By now any engineers that claim they do not know about OEMs offering credible MF/UF systems other than the Big Three (Pall, Siemens and GE) are either ignorant; in that they are not aware that many of the new skid mounted installations over the past few years have used either Toray or Dow UF modules in systems built by OEMs other than the Big Three; or they are too lazy to revise their 5-10 year old boiler plate specs (I say that is irresponsible as it is the consultant’s responsibility when engaged by a municipality to select the most technically and economically feasible solution to meet their needs). A year ago I would have cut the engineers some slack where the first municipal systems using Toray and Dow UF modules had only been operating for about 12 months and there had not been a lot of data presented on these systems. But now after another year with more and more presentations at trade shows and publicity about these systems, for an engineer to claim they didn’t know there was an alternative to the Big Three or they didn’t know enough about the alternatives to include them in a spec, is just downright lazy and this engineer does not deserve to be hired by a small system.

To further my point, at the AMTA/AWWA Annual MembraneTechnology Conference a few weeks ago (Feb 25-28), our booth was approached by three engineering firms, two of which were national firms, about real projects where they are looking at building UF systems with interchangeable UF modules, and obviously the Big Three would not be interested in building these. Any engineer at this show with any membrane experience could not have missed the buzz about a shift to systems that can use different UF modules. I will write a separate post specifically on this topic shortly.

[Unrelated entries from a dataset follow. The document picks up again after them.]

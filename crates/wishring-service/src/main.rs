//! WishRing Service - ring sync daemon and counter CLI.
//!
//! Run with: `cargo run -p wishring-service`

use std::path::{Path, PathBuf};
use std::sync::Arc;

use clap::{Parser, Subcommand};
use tracing::{info, warn};

use wishring_core::{BleTransport, CounterEngine, Link, SyncService};
use wishring_service::{Config, StatsReport, StatusReport, default_config_path, recent_history};
use wishring_store::Store;

/// WishRing Service - keeps the ring's counter in sync with the local database.
#[derive(Parser, Debug)]
#[command(name = "wishring-service")]
#[command(version, about, long_about = None)]
struct Args {
    #[command(subcommand)]
    command: Option<Command>,

    /// Path to configuration file.
    #[arg(short, long, global = true)]
    config: Option<PathBuf>,

    /// Database path (overrides config).
    #[arg(short, long, global = true)]
    database: Option<PathBuf>,

    /// Ring address (overrides config).
    #[arg(long, global = true)]
    device: Option<String>,

    /// Increase log verbosity (-v debug, -vv trace).
    #[arg(short, long, action = clap::ArgAction::Count, global = true)]
    verbose: u8,
}

#[derive(Subcommand, Debug)]
enum Command {
    /// Connect to the ring and sync until Ctrl-C (default behavior).
    Run,

    /// Print today's record and streak as JSON.
    Status,

    /// Add to today's count.
    Increment {
        #[arg(short, long, default_value_t = 1)]
        amount: i64,
    },

    /// Change today's active wish.
    SwitchWish {
        /// Zero-based wish index.
        index: usize,
    },

    /// Print recent daily records as JSON.
    History {
        #[arg(long, default_value_t = 7)]
        days: u32,
    },

    /// Print counter and reset statistics as JSON.
    Stats {
        #[arg(long, default_value_t = 30)]
        days: u32,
    },

    /// Delete reset events older than the retention window.
    Prune {
        /// Retention in days (defaults to the configured value).
        #[arg(long)]
        days: Option<u32>,
    },

    /// Manage the configuration file.
    Config {
        #[command(subcommand)]
        action: ConfigAction,
    },
}

#[derive(Subcommand, Debug)]
enum ConfigAction {
    /// Write a default configuration file.
    Init {
        /// Overwrite an existing file.
        #[arg(long)]
        force: bool,
    },

    /// Print the effective configuration.
    Show,

    /// Check the configuration file for errors.
    Validate,
}

#[tokio::main]
async fn main() -> anyhow::Result<()> {
    let args = Args::parse();
    init_logging(args.verbose)?;

    let config_path = args.config.clone().unwrap_or_else(default_config_path);
    if let Some(Command::Config { action }) = &args.command {
        return handle_config_action(action, &config_path);
    }

    let config = load_config(&args)?;
    let engine = Arc::new(open_engine(&config)?);

    match args.command {
        Some(Command::Run) | None => run_service(&config, engine).await,
        Some(Command::Status) => print_json(&StatusReport::collect(&engine).await?),
        Some(Command::Increment { amount }) => {
            let record = engine
                .increment(amount, wishring_core::IncrementSource::App)
                .await?;
            print_json(&record)
        }
        Some(Command::SwitchWish { index }) => {
            print_json(&engine.switch_active_wish(index).await?)
        }
        Some(Command::History { days }) => print_json(&recent_history(&engine, days).await?),
        Some(Command::Stats { days }) => print_json(&StatsReport::collect(&engine, days).await?),
        Some(Command::Prune { days }) => {
            let days = days.unwrap_or(config.storage.reset_retention_days);
            let deleted = engine
                .prune_reset_events(time::Duration::days(i64::from(days)))
                .await?;
            println!("Deleted {} reset event(s) older than {} day(s)", deleted, days);
            Ok(())
        }
        // Handled before the database is opened.
        Some(Command::Config { .. }) => Ok(()),
    }
}

fn init_logging(verbose: u8) -> anyhow::Result<()> {
    let level = match verbose {
        0 => "info",
        1 => "debug",
        _ => "trace",
    };
    tracing_subscriber::fmt()
        .with_env_filter(
            tracing_subscriber::EnvFilter::from_default_env()
                .add_directive(format!("wishring_service={}", level).parse()?)
                .add_directive(format!("wishring_core={}", level).parse()?),
        )
        .with_writer(std::io::stderr)
        .init();
    Ok(())
}

/// Load the configuration file and apply command-line overrides.
fn load_config(args: &Args) -> anyhow::Result<Config> {
    let mut config = match &args.config {
        Some(path) => Config::load(path)?,
        None => Config::load_default()?,
    };

    if let Some(db_path) = &args.database {
        config.storage.path = db_path.clone();
    }
    if let Some(address) = &args.device {
        config.device.address = Some(address.clone());
    }
    config.validate()?;
    Ok(config)
}

fn open_engine(config: &Config) -> anyhow::Result<CounterEngine> {
    info!("Opening database at {:?}", config.storage.path);
    let store = Store::open(&config.storage.path)?;
    Ok(CounterEngine::new(store, config.engine_config())?)
}

async fn run_service(config: &Config, engine: Arc<CounterEngine>) -> anyhow::Result<()> {
    match engine
        .prune_reset_events(engine.config().reset_retention)
        .await
    {
        Ok(0) => {}
        Ok(n) => info!("Pruned {} expired reset event(s)", n),
        Err(e) => warn!("Failed to prune reset events: {}", e),
    }

    let transport = Arc::new(BleTransport::new().await?);
    let link = Arc::new(Link::new(transport, config.link_config()));
    let service = SyncService::new(engine, link);

    let mut resets = service.subscribe_resets();
    let mut connection = service.subscribe_connection_state();
    let mut failures = service.subscribe_failures();
    service.start().await;
    info!("Syncing; press Ctrl-C to stop");

    let stopped = service.wait();
    tokio::pin!(stopped);

    let outcome = loop {
        tokio::select! {
            _ = tokio::signal::ctrl_c() => {
                info!("Interrupted");
                break Ok(());
            }
            result = &mut stopped => break result,
            Ok(state) = connection.recv() => info!("Connection: {:?}", state),
            Ok(failure) = failures.recv() => {
                warn!(
                    "Ring event not recorded after {} attempt(s): {} ({} dropped so far)",
                    failure.attempts,
                    failure.error,
                    service.dropped_events()
                );
            }
            Ok(event) = resets.recv() => {
                info!(
                    "Reset logged: {} lost ({:?}, {:?} impact)",
                    event.previous_count,
                    event.cause,
                    event.impact()
                );
            }
        }
    };

    service.shutdown().await;
    outcome?;
    Ok(())
}

fn handle_config_action(action: &ConfigAction, path: &Path) -> anyhow::Result<()> {
    match action {
        ConfigAction::Init { force } => {
            if path.exists() && !force {
                anyhow::bail!(
                    "{} already exists (use --force to overwrite)",
                    path.display()
                );
            }
            Config::default().save(path)?;
            println!("Wrote default configuration to {}", path.display());
        }
        ConfigAction::Show => {
            let config = if path.exists() {
                Config::load(path)?
            } else {
                Config::default()
            };
            print!("{}", toml::to_string_pretty(&config)?);
        }
        ConfigAction::Validate => {
            Config::load_validated(path)?;
            println!("{} is valid", path.display());
        }
    }
    Ok(())
}

fn print_json<T: serde::Serialize>(value: &T) -> anyhow::Result<()> {
    println!("{}", serde_json::to_string_pretty(value)?);
    Ok(())
}
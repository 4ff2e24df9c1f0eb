//! Peripheral identifier helpers.

use btleplug::platform::PeripheralId;

/// Address reported by CoreBluetooth, which hides real addresses.
const HIDDEN_ADDRESS: &str = "00:00:00:00:00:00";

/// Format a peripheral ID as a string.
///
/// On macOS, peripheral IDs are UUIDs. On other platforms they wrap the
/// Bluetooth address.
pub fn format_peripheral_id(id: &PeripheralId) -> String {
    strip_debug_wrapper(&format!("{:?}", id))
}

/// Create an identifier string from an address and peripheral ID.
///
/// Uses the peripheral ID where the address is hidden, the address elsewhere.
pub fn create_identifier(address: &str, peripheral_id: &PeripheralId) -> String {
    if is_hidden_address(address) {
        format_peripheral_id(peripheral_id)
    } else {
        address.to_string()
    }
}

fn is_hidden_address(address: &str) -> bool {
    address == HIDDEN_ADDRESS
}

fn strip_debug_wrapper(debug: &str) -> String {
    debug
        .trim_start_matches("PeripheralId(")
        .trim_end_matches(')')
        .to_string()
}

#[cfg(test)]
mod tests {
    use super::*;

    #[test]
    fn test_hidden_address() {
        assert!(is_hidden_address("00:00:00:00:00:00"));
        assert!(!is_hidden_address("AA:BB:CC:DD:EE:FF"));
    }

    #[test]
    fn test_strip_debug_wrapper() {
        assert_eq!(
            strip_debug_wrapper("PeripheralId(AA:BB:CC:DD:EE:FF)"),
            "AA:BB:CC:DD:EE:FF"
        );
        assert_eq!(strip_debug_wrapper("plain"), "plain");
    }
}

I will accept if an engineer and his client says they did look at the alternatives but their selection criteria required installations with say 5-years' of operational experience, particularly for large systems where the newer UF modules have not yet been in service for long enough. I would however suggest these engineers talk to some of the users of the Big Three MF/UF systems with over 5 years’ experience and ask if they are happy with their systems – I am sure many will not be happy – and then I would question why these OEMs are qualified ahead of other OEMs that may not have had installations operating for as long, but have had only one or two membrane fiber breakages over a 2-year period (many have had none). I bet if you picked any 2-year period for at least two of the Big Three OEMs’ systems operating for 5-10 years, the performance of these systems in terms of membrane integrity would not come close to the first 2-years’ performance of the systems using Toray and Dow membranes.

I’m sorry about this rant but I just spoke to an engineer at who’s firm I had presented a brown bag 2-years ago on our Toray UF installations, and where I had also spoken to other engineers at his firm in the past 12 months about our systems, and then he says sorry he did not know enough about our UF system in time for a spec he just wrote for a ~1MGD installation in which he just specified the Big Three. I hadn’t made contact with this specific engineer but for this firm to be not willing to consider any other OEMs for this small system is just plain ignorance and will probably end up costing a small City at least $200K. I am sure that is not the outcome this City wanted when it hired this engineering firm….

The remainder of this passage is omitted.